A vincere la tappa è stato l’equipaggio formato da Cyril Despres e David Castera, alla loro seconda vittoria alla Dakar. Gli ex motociclisti hanno aggirato con mestiere le insidie del percorso e una volta agguantata la vetta della classifica non l’hanno più lasciata. Grazie a questo successo Despres e Castera volano al comando della classifica generale. Al secondo posto sono arrivati Stephane Peterhansel e Jean-Paul Cottret a soli 27 secondi dai vincitori, in una tappa in cui hanno avuto alcune difficoltà a trovare i waypoint nascosti. Sul podio salgono anche Sebastien Loeb e Daniel Elena, che dopo i problemi tecnici della prima tappa, hanno potuto sfruttare a pieno il potenziale della loro 3008 DKR Maxi. Con questo terzo posto il duo franco-monegasco sale al quarto posto in classifica generale. Carlos Sainz e Lucas Cruz hanno terminato al sesto posto, dopo aver faticato a trovare un waypoint e per la sostituzione di due ruote dopo un detallonamento. La classifica generale aggiornata vede al comando Despres/Castera con 27 secondi di vantaggio su Peterhansel/Cottret e con 5 minuti e 44 secondi su de Villiers/von Zitzewitz su Toyota 4WD. Quarto posto per Loeb/Elena a 6 minuti e 9 secondi di distacco.

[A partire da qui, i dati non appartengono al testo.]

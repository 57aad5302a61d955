//! Consolidate classified statement lines into Organizze transaction
//! payloads.
//!
//! An installment fragment is not imported as-is: the line for month k of
//! an n-month purchase is replaced by one forward-looking transaction
//! carrying what is still owed (per-installment amount × remaining
//! months) and a plan of `n - k + 1` monthly installments. The ledger
//! then owns the future months, so later statements' fragments of the
//! same purchase can be dropped on re-import.

use serde::Serialize;

use crate::classify::{LineItem, classify};
use crate::statement::{RawRecord, parse_statement};

/// Run-level settings for one import. Category and card ids are fixed
/// constants supplied by configuration; the core never validates them.
#[derive(Debug, Clone)]
pub struct ImportOptions {
    /// Posting date (`YYYY-MM-DD`) stamped on every emitted transaction.
    pub target_date: String,
    pub category_id: i64,
    pub credit_card_id: i64,
    /// Drop installment fragments with index > 1. Used when re-importing
    /// a later month of a statement series whose first month already
    /// created the plans; assumes index 1 was imported exactly once
    /// before.
    pub skip_later_installments: bool,
}

/// Installment plan sub-object of the transaction payload.
#[derive(Debug, Clone, PartialEq, Serialize)]
pub struct InstallmentPlan {
    /// Remaining installments, counted from the target date.
    pub total: u32,
    pub periodicity: &'static str,
}

/// Transaction-creation payload, shaped exactly as the Organizze
/// `POST /transactions` endpoint expects it.
#[derive(Debug, Clone, PartialEq, Serialize)]
pub struct NormalizedTransaction {
    pub description: String,
    pub date: String,
    /// Negative for expenses, positive for credits/refunds — the inverse
    /// of the statement's convention.
    pub amount_cents: i64,
    pub category_id: i64,
    pub credit_card_id: i64,
    pub installments: bool,
    #[serde(skip_serializing_if = "Option::is_none")]
    pub installments_attributes: Option<InstallmentPlan>,
}

/// Output document: `{ "transactions": [...] }`.
#[derive(Debug, Clone, Serialize)]
pub struct ImportBatch {
    pub transactions: Vec<NormalizedTransaction>,
}

/// Invert sign and scale to integer cents, rounding half away from zero.
fn to_amount_cents(amount: f64) -> i64 {
    (amount * -100.0).round() as i64
}

/// Normalize one record, or drop it.
///
/// Dropped: payment-received credit lines (the statement's own
/// full-balance payment, not a trackable expense), and later-indexed
/// installment fragments when `skip_later_installments` is on.
pub fn normalize_record(record: &RawRecord, opts: &ImportOptions) -> Option<NormalizedTransaction> {
    if record.title.to_lowercase().contains("pagamento recebido") {
        return None;
    }

    match classify(record) {
        LineItem::Charge { title, amount } => Some(NormalizedTransaction {
            description: title,
            date: opts.target_date.clone(),
            amount_cents: to_amount_cents(amount),
            category_id: opts.category_id,
            credit_card_id: opts.credit_card_id,
            installments: false,
            installments_attributes: None,
        }),
        LineItem::Installment {
            base_title,
            index,
            total,
            amount,
        } => {
            if opts.skip_later_installments && index > 1 {
                return None;
            }
            let remaining = total - index + 1;
            Some(NormalizedTransaction {
                description: base_title,
                date: opts.target_date.clone(),
                amount_cents: to_amount_cents(amount * remaining as f64),
                category_id: opts.category_id,
                credit_card_id: opts.credit_card_id,
                installments: true,
                installments_attributes: Some(InstallmentPlan {
                    total: remaining,
                    periodicity: "monthly",
                }),
            })
        }
    }
}

/// Parse and normalize a whole statement. Output order follows input
/// order; an empty batch is a valid result.
pub fn normalize_statement(text: &str, opts: &ImportOptions) -> ImportBatch {
    let transactions = parse_statement(text)
        .iter()
        .filter_map(|r| normalize_record(r, opts))
        .collect();
    ImportBatch { transactions }
}

#[cfg(test)]
mod tests {
    use super::*;

    fn opts(skip_later: bool) -> ImportOptions {
        ImportOptions {
            target_date: "2026-04-15".to_string(),
            category_id: 56655796,
            credit_card_id: 402750,
            skip_later_installments: skip_later,
        }
    }

    fn rec(title: &str, amount: f64) -> RawRecord {
        RawRecord {
            date: "01/03/2026".to_string(),
            title: title.to_string(),
            amount,
        }
    }

    #[test]
    fn test_plain_charge_sign_inversion() {
        let t = normalize_record(&rec("Uber", 13.47), &opts(false)).unwrap();
        assert_eq!(t.description, "Uber");
        assert_eq!(t.amount_cents, -1347);
        assert!(!t.installments);
        assert!(t.installments_attributes.is_none());
    }

    #[test]
    fn test_refund_becomes_positive() {
        let t = normalize_record(&rec("Estorno compra", -80.00), &opts(false)).unwrap();
        assert_eq!(t.amount_cents, 8000);
    }

    #[test]
    fn test_installment_remaining_balance() {
        // 150.00/month, 2 of 4 paid out of this statement: 3 months left.
        let t = normalize_record(&rec("Amazon - Parcela 2/4", 150.00), &opts(false)).unwrap();
        assert_eq!(t.description, "Amazon");
        assert_eq!(t.date, "2026-04-15");
        assert_eq!(t.amount_cents, -45000);
        assert!(t.installments);
        assert_eq!(
            t.installments_attributes,
            Some(InstallmentPlan {
                total: 3,
                periodicity: "monthly"
            })
        );
    }

    #[test]
    fn test_first_installment_keeps_full_plan() {
        let t = normalize_record(&rec("Magalu - Parcela 1/10", 99.90), &opts(true)).unwrap();
        assert_eq!(t.amount_cents, -99900);
        assert_eq!(t.installments_attributes.as_ref().unwrap().total, 10);
    }

    #[test]
    fn test_skip_later_installments_filter() {
        let r = rec("Magalu - Parcela 2/10", 99.90);
        assert!(normalize_record(&r, &opts(true)).is_none());
        assert!(normalize_record(&r, &opts(false)).is_some());
    }

    #[test]
    fn test_payment_received_excluded() {
        assert!(normalize_record(&rec("Pagamento recebido", -1234.56), &opts(false)).is_none());
        assert!(normalize_record(&rec("PAGAMENTO RECEBIDO", -10.00), &opts(false)).is_none());
        // even if it carries an installment marker
        assert!(
            normalize_record(&rec("Pagamento recebido - Parcela 1/2", 5.0), &opts(false)).is_none()
        );
    }

    #[test]
    fn test_rounding_half_away_from_zero() {
        // 0.125 and 12.5 are exact in binary; the tie must round away
        // from zero: -12.5 -> -13.
        let t = normalize_record(&rec("Taxa", 0.125), &opts(false)).unwrap();
        assert_eq!(t.amount_cents, -13);
        // and on the credit side: 12.5 -> 13
        let t = normalize_record(&rec("Ajuste", -0.125), &opts(false)).unwrap();
        assert_eq!(t.amount_cents, 13);
    }
}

Cyril Despres è raggiante dopo aver conquistato la vittoria, un obiettivo che era nelle sue corde e nelle sue aspettative: “Abbiamo portato a casa il risultato che volevamo. La speciale era complicata, con dune molto alte. Il terreno era ostico e non bisognava fare errori, per evitare assolutamente di perdere tempo. La 3008DKR Maxi si è comportata benissimo in questi grandi spazi. David non si è fatto intrappolare dalle numerose tracce lasciate dagli spettatori. Ieri abbiamo adottato la strategia giusta”.

Stephane Peterhansel ha concluso al secondo posto una giornata buona, ma non perfetta: “La giornata è stata positiva, ma non perfetta. Abbiamo perso alcuni minuti a cercare dei waypoint nascosti. La speciale era bellissima nei fuoripista con altissime dune. La navigazione è stata complicata. Era una vera speciale della Dakar, in cui bisogna resistere sulla lunghezza. La nostra performance non è stata la migliore ma nel complesso siamo soddisfatti. La corsa comincia ora”.

Sebastien Loeb rialza la china dopo le difficoltà vissute durante la prima giornata. L’alsaziano è contento del ritmo e delle potenzialità del suo mezzo: “Questa giornata è stata decisamente migliore di quella di ieri. Nel complesso, abbiamo disputato una bella speciale anche se abbiamo perso un po’ di tempo a tre riprese per validare i waypoint. La tappa era piena di insidie, con una navigazione complicata. Il nostro obiettivo è non perdere troppo tempo in Perù. Per ora va tutto bene. Abbiamo un buon ritmo”.